EL MISTERIO DEL MAL, DEL DOLOR Y DE LA MUERTE
Comentarios y Ensayos de Monseñor Juan Straubinger sobre el Libro de Job
LAS PRUEBAS DEL JUSTO
JESÚS TODO LO REMEDIA
Jesús, con lo que Él sufrió siendo quien era, nos hace comprender por qué sufrimos, frente al misterio del pecado, del dolor y de la muerte, que reinan en este mundo por obra de Satanás, a quien Él llamó príncipe de este mundo.
Ahora bien, Jesús no vino para contagiarnos sus dolores, sino precisamente para vencer a esos enemigos nuestros. Él es el vencedor del pecado, de Satanás y de la muerte (Apoc. 3, 21). Él es también quien vence al mundo, perseguidor de los que quieren ser sus discípulos (Juan 16, 33).
Pero, hay más. Si conociéramos un gran señor de proverbial generosidad y riqueza, diríamos: ¡dichosos los pobres que se le acercan!
Jesús conoce esa generosidad de su Padre y por eso nos dice: Dichosos los pobres, los que lloran, los que tienen hambre, los que padecen persecución. Eso significan las Bienaventuranzas que Él nos revela en el Sermón de la Montaña (Mat. 5).
Y como este Hijo de aquel gran Señor sabe que el Padre le ha puesto todas las cosas en su mano, y vemos que le dice: “todo lo mío es tuyo y todo lo tuyo es mío” (Juan 17, 10), he aquí por qué nos dice: “venid a Mí, todos los que estáis trabajados y cargados, que Yo os aliviaré” (Mat. 11, 28).

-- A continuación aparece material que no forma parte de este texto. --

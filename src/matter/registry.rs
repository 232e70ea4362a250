//! Endpoint-keyed registry of ElectricalPowerMeasurement instances.
//!
//! Holds at most one cluster instance per endpoint. Wrong endpoints and
//! repeated initialization are reported as typed errors instead of aborting.

use super::clusters::electrical_power_measurement::features;
use super::clusters::{ClusterError, ElectricalPowerMeasurementInstance};
use crate::measurement::StubMeasurementProvider;
use log::{info, warn};
use std::collections::BTreeMap;
use std::collections::btree_map::Entry;
use thiserror::Error;

/// Endpoint the energy measurement cluster is enabled on by default.
pub const DEFAULT_ENERGY_ENDPOINT_ID: u16 = 1;

/// Error types for registry operations.
#[derive(Debug, Error, PartialEq, Eq)]
pub enum RegistryError {
    /// The cluster is not enabled on this endpoint.
    #[error("cluster is only enabled on endpoint {expected}, not {actual}")]
    UnexpectedEndpoint { expected: u16, actual: u16 },

    /// An instance already exists for the endpoint.
    #[error("endpoint {0} already has a measurement instance")]
    AlreadyInitialized(u16),

    /// The instance rejected its configuration during `init()`.
    #[error(transparent)]
    Cluster(#[from] ClusterError),
}

/// Owner of all measurement cluster instances.
pub struct ClusterRegistry {
    energy_endpoint_id: u16,
    instances: BTreeMap<u16, ElectricalPowerMeasurementInstance>,
}

impl ClusterRegistry {
    /// Create an empty registry accepting the measurement cluster on `energy_endpoint_id`.
    pub fn new(energy_endpoint_id: u16) -> Self {
        Self {
            energy_endpoint_id,
            instances: BTreeMap::new(),
        }
    }

    pub fn energy_endpoint_id(&self) -> u16 {
        self.energy_endpoint_id
    }

    /// Initialize and store an instance under its endpoint.
    ///
    /// Nothing is stored if the endpoint is taken or `init()` fails.
    pub fn register(
        &mut self,
        mut instance: ElectricalPowerMeasurementInstance,
    ) -> Result<&ElectricalPowerMeasurementInstance, RegistryError> {
        let endpoint_id = instance.endpoint_id();
        match self.instances.entry(endpoint_id) {
            Entry::Occupied(_) => {
                warn!("Measurement instance for endpoint {} already exists", endpoint_id);
                Err(RegistryError::AlreadyInitialized(endpoint_id))
            }
            Entry::Vacant(slot) => {
                instance.init()?;
                Ok(slot.insert(instance))
            }
        }
    }

    pub fn get(&self, endpoint_id: u16) -> Option<&ElectricalPowerMeasurementInstance> {
        self.instances.get(&endpoint_id)
    }

    /// Release the instance on an endpoint, allowing it to be registered again.
    pub fn remove(&mut self, endpoint_id: u16) -> Option<ElectricalPowerMeasurementInstance> {
        self.instances.remove(&endpoint_id)
    }

    pub fn len(&self) -> usize {
        self.instances.len()
    }

    pub fn is_empty(&self) -> bool {
        self.instances.is_empty()
    }
}

impl Default for ClusterRegistry {
    fn default() -> Self {
        Self::new(DEFAULT_ENERGY_ENDPOINT_ID)
    }
}

/// Cluster init hook for the energy measurement endpoint.
///
/// Builds the stub provider with AC support and no optional attributes,
/// registers it and runs its `init()`.
pub fn on_cluster_init(
    registry: &mut ClusterRegistry,
    endpoint_id: u16,
) -> Result<&ElectricalPowerMeasurementInstance, RegistryError> {
    let expected = registry.energy_endpoint_id();
    if endpoint_id != expected {
        return Err(RegistryError::UnexpectedEndpoint {
            expected,
            actual: endpoint_id,
        });
    }

    let instance = ElectricalPowerMeasurementInstance::new(
        endpoint_id,
        Box::new(StubMeasurementProvider::new()),
        features::ALTERNATING_CURRENT,
        0,
    );
    let instance = registry.register(instance)?;
    info!("Energy measurement cluster ready on endpoint {}", endpoint_id);
    Ok(instance)
}

#[cfg(test)]
mod tests {
    use super::*;
    use crate::matter::clusters::{AttributeValue, ElectricalPowerMeasurementAttribute};

    #[test]
    fn test_init_hook_creates_instance() {
        let mut registry = ClusterRegistry::default();
        let instance = on_cluster_init(&mut registry, 1).unwrap();
        assert!(instance.is_initialized());
        assert_eq!(instance.feature_map(), features::ALTERNATING_CURRENT);
        assert_eq!(instance.optional_attributes(), 0);
        assert_eq!(
            instance.read(ElectricalPowerMeasurementAttribute::ActivePower),
            Ok(AttributeValue::Signed(10_000))
        );
        assert_eq!(registry.len(), 1);
    }

    #[test]
    fn test_init_hook_wrong_endpoint() {
        let mut registry = ClusterRegistry::default();
        assert_eq!(
            on_cluster_init(&mut registry, 2).err(),
            Some(RegistryError::UnexpectedEndpoint {
                expected: 1,
                actual: 2,
            })
        );
        assert!(registry.is_empty());
    }

    #[test]
    fn test_init_hook_twice() {
        let mut registry = ClusterRegistry::default();
        on_cluster_init(&mut registry, 1).unwrap();
        assert_eq!(
            on_cluster_init(&mut registry, 1).err(),
            Some(RegistryError::AlreadyInitialized(1))
        );
        assert_eq!(registry.len(), 1);
    }

    #[test]
    fn test_remove_allows_reinit() {
        let mut registry = ClusterRegistry::new(3);
        on_cluster_init(&mut registry, 3).unwrap();
        assert!(registry.remove(3).is_some());
        assert!(registry.get(3).is_none());
        assert!(on_cluster_init(&mut registry, 3).is_ok());
    }

    #[test]
    fn test_failed_init_not_stored() {
        let mut registry = ClusterRegistry::default();
        let instance = ElectricalPowerMeasurementInstance::new(
            1,
            Box::new(StubMeasurementProvider::new()),
            0,
            0,
        );
        assert_eq!(
            registry.register(instance).err(),
            Some(RegistryError::Cluster(ClusterError::NoPowerKind))
        );
        assert!(registry.get(1).is_none());
    }
}
use crate::device::BridgedAttributes;
use crate::matter::DEFAULT_ENERGY_ENDPOINT_ID;
use serde::{Deserialize, Serialize};
use std::fs;
use std::path::Path;

/// Load environment variables from .env file with robust parsing.
/// Handles values with spaces without requiring quotes.
pub fn load_dotenv() {
    let env_path = Path::new(".env");
    let Ok(content) = fs::read_to_string(env_path) else {
        return;
    };

    for (key, value) in parse_dotenv(&content) {
        // Only set if not already set (env vars take precedence)
        if std::env::var(key).is_err() {
            // SAFETY: We're single-threaded at this point (called before anything else runs)
            unsafe { std::env::set_var(key, value) };
        }
    }
}

/// Split `.env` content into key/value pairs, skipping blanks and comments.
fn parse_dotenv(content: &str) -> Vec<(&str, &str)> {
    content
        .lines()
        .map(str::trim)
        .filter(|line| !line.is_empty() && !line.starts_with('#'))
        .filter_map(|line| {
            let (key, value) = line.split_once('=')?;
            let mut value = value.trim();
            // Remove surrounding quotes if present
            if value.len() >= 2
                && ((value.starts_with('"') && value.ends_with('"'))
                    || (value.starts_with('\'') && value.ends_with('\'')))
            {
                value = &value[1..value.len() - 1];
            }
            Some((key.trim(), value))
        })
        .collect()
}

#[derive(Debug, Clone, Serialize, Deserialize, PartialEq, Eq)]
pub struct Config {
    pub energy: EnergyConfig,
    pub bridged: BridgedConfig,
}

#[derive(Debug, Clone, Serialize, Deserialize, PartialEq, Eq)]
pub struct EnergyConfig {
    /// Endpoint the ElectricalPowerMeasurement cluster is enabled on
    pub endpoint_id: u16,
}

#[derive(Debug, Clone, Serialize, Deserialize, PartialEq, Eq)]
pub struct BridgedConfig {
    pub node_id: u64,
    pub device_name: String,
    pub endpoint_id: u16,
    pub vendor_name: Option<String>,
    pub product_name: Option<String>,
}

impl BridgedConfig {
    /// Descriptive attributes for the BridgedDeviceBasicInformation cluster.
    pub fn attributes(&self) -> BridgedAttributes {
        BridgedAttributes {
            vendor_name: self.vendor_name.clone(),
            product_name: self.product_name.clone(),
            ..Default::default()
        }
    }
}

impl Default for Config {
    fn default() -> Self {
        Self {
            energy: EnergyConfig {
                endpoint_id: DEFAULT_ENERGY_ENDPOINT_ID,
            },
            bridged: BridgedConfig {
                node_id: 1,
                device_name: "Virtual Energy Meter".to_string(),
                endpoint_id: 2,
                vendor_name: None,
                product_name: None,
            },
        }
    }
}

impl Config {
    pub fn from_env() -> Self {
        Self::from_lookup(|key| std::env::var(key).ok())
    }

    /// Build the configuration from an arbitrary variable source.
    ///
    /// Unparseable numeric values are ignored and the default is kept.
    pub fn from_lookup(lookup: impl Fn(&str) -> Option<String>) -> Self {
        let mut config = Self::default();

        if let Some(endpoint) = lookup("EPM_ENDPOINT_ID")
            && let Ok(e) = endpoint.parse()
        {
            config.energy.endpoint_id = e;
        }

        // Bridged device configuration
        if let Some(node_id) = lookup("BRIDGED_NODE_ID")
            && let Some(n) = parse_node_id(&node_id)
        {
            config.bridged.node_id = n;
        }
        if let Some(name) = lookup("BRIDGED_DEVICE_NAME") {
            config.bridged.device_name = name;
        }
        if let Some(endpoint) = lookup("BRIDGED_ENDPOINT_ID")
            && let Ok(e) = endpoint.parse()
        {
            config.bridged.endpoint_id = e;
        }
        if let Some(vendor) = lookup("BRIDGED_VENDOR_NAME") {
            config.bridged.vendor_name = Some(vendor);
        }
        if let Some(product) = lookup("BRIDGED_PRODUCT_NAME") {
            config.bridged.product_name = Some(product);
        }

        config
    }
}

/// Parse a node id given in decimal or `0x`-prefixed hex.
pub fn parse_node_id(s: &str) -> Option<u64> {
    let s = s.trim();
    match s.strip_prefix("0x").or_else(|| s.strip_prefix("0X")) {
        Some(hex) => u64::from_str_radix(hex, 16).ok(),
        None => s.parse().ok(),
    }
}

#[cfg(test)]
mod tests {
    use super::*;
    use std::collections::HashMap;

    fn lookup(vars: &[(&str, &str)]) -> impl Fn(&str) -> Option<String> {
        let map: HashMap<String, String> = vars
            .iter()
            .map(|(k, v)| (k.to_string(), v.to_string()))
            .collect();
        move |key| map.get(key).cloned()
    }

    #[test]
    fn test_defaults_without_env() {
        let config = Config::from_lookup(lookup(&[]));
        assert_eq!(config, Config::default());
        assert_eq!(config.energy.endpoint_id, 1);
    }

    #[test]
    fn test_env_overrides() {
        let config = Config::from_lookup(lookup(&[
            ("EPM_ENDPOINT_ID", "4"),
            ("BRIDGED_NODE_ID", "0x1F"),
            ("BRIDGED_DEVICE_NAME", "Solar Inverter"),
            ("BRIDGED_ENDPOINT_ID", "5"),
            ("BRIDGED_VENDOR_NAME", "Fronius"),
        ]));
        assert_eq!(config.energy.endpoint_id, 4);
        assert_eq!(config.bridged.node_id, 31);
        assert_eq!(config.bridged.device_name, "Solar Inverter");
        assert_eq!(config.bridged.endpoint_id, 5);
        assert_eq!(config.bridged.attributes().vendor_name.as_deref(), Some("Fronius"));
        assert_eq!(config.bridged.attributes().product_name, None);
    }

    #[test]
    fn test_invalid_numbers_keep_defaults() {
        let config = Config::from_lookup(lookup(&[
            ("EPM_ENDPOINT_ID", "seventy"),
            ("BRIDGED_NODE_ID", "0xZZ"),
        ]));
        assert_eq!(config.energy.endpoint_id, 1);
        assert_eq!(config.bridged.node_id, 1);
    }

    #[test]
    fn test_parse_node_id() {
        assert_eq!(parse_node_id("42"), Some(42));
        assert_eq!(parse_node_id(" 0xff "), Some(255));
        assert_eq!(parse_node_id("0XFF"), Some(255));
        assert_eq!(parse_node_id("-1"), None);
    }

    #[test]
    fn test_parse_dotenv() {
        let content = "# comment\n\nBRIDGED_DEVICE_NAME=Garage Meter\nEPM_ENDPOINT_ID = \"3\"\nBROKEN\nQUOTE='x'\n";
        assert_eq!(
            parse_dotenv(content),
            vec![
                ("BRIDGED_DEVICE_NAME", "Garage Meter"),
                ("EPM_ENDPOINT_ID", "3"),
                ("QUOTE", "x"),
            ]
        );
    }
}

Y nos enseña su secreto, como otra de sus incontables paradojas. Ese alivio nos vendrá precisamente de tomar su yugo, porque, contra todas las apariencias, ese yugo no pesa ni carga, sino que con él “hallaréis él reposo de vuestras almas porque suave es mi yugo y ligero el peso mío”(Mat. 11,29).
¿Cómo explicarse esto? Simplemente porque cuando nos asociamos a su Cruz, es Él quien carga con nuestra parte de cruz, como ya lo hizo una vez. Tal es el sentido de esas palabras que Él repite tantas veces en el Evangelio, cada vez que hace un milagro en favor de los que sufren: “Tu fe te ha salvado”.
El secreto está, pues, en entender y creer que si Él nos asocia a su Cruz, no es para hacernos cargar la suya sino para tomar la nuestra Él, que ya cargó una vez, como Cordero, con todos los pecados del mundo y que ahora es el triunfador poderoso y ansioso de auxiliar.
Él es la vid, nosotros los sarmientos (Juan 15, 1 ss.). Puesto que los sarmientos no dan nada a la vid, sino que lo reciben todo de ella: la savia, la vida, y por lo tanto también el fruto que ellos producen, es evidente que no somos nosotros quienes llevamos la Cruz de Cristo, sino Él, la nuestra (véase Filip. 3, 9 s.).
El secreto está, decimos, en creerlo, aunque tanto amor nos parezca imposible. Si no hay fe viva todo es inútil; pues Él nos da como regla constante: “que os sea hecho según vuestra fe” (Mat. 9, 29).
Y para que no caigamos en la funesta ilusión de pensar que ya tenemos esa fe viva, Él repite constantemente a los suyos este reproche (el único que les hizo en su vida no obstante el abandono y las ingratitudes de ellos): “Hombres de poca fe”; “generación incrédula”; “oh necios y tardos de corazón en creer”.
Y les dice que su fe no es siquiera como el pequeñísimo grano de mostaza (Luc. 17, 6), en tanto que alaba la fe de los extranjeros, de la Cananea (Marc. 7, 28), del Centurión (Mateo 8, 10).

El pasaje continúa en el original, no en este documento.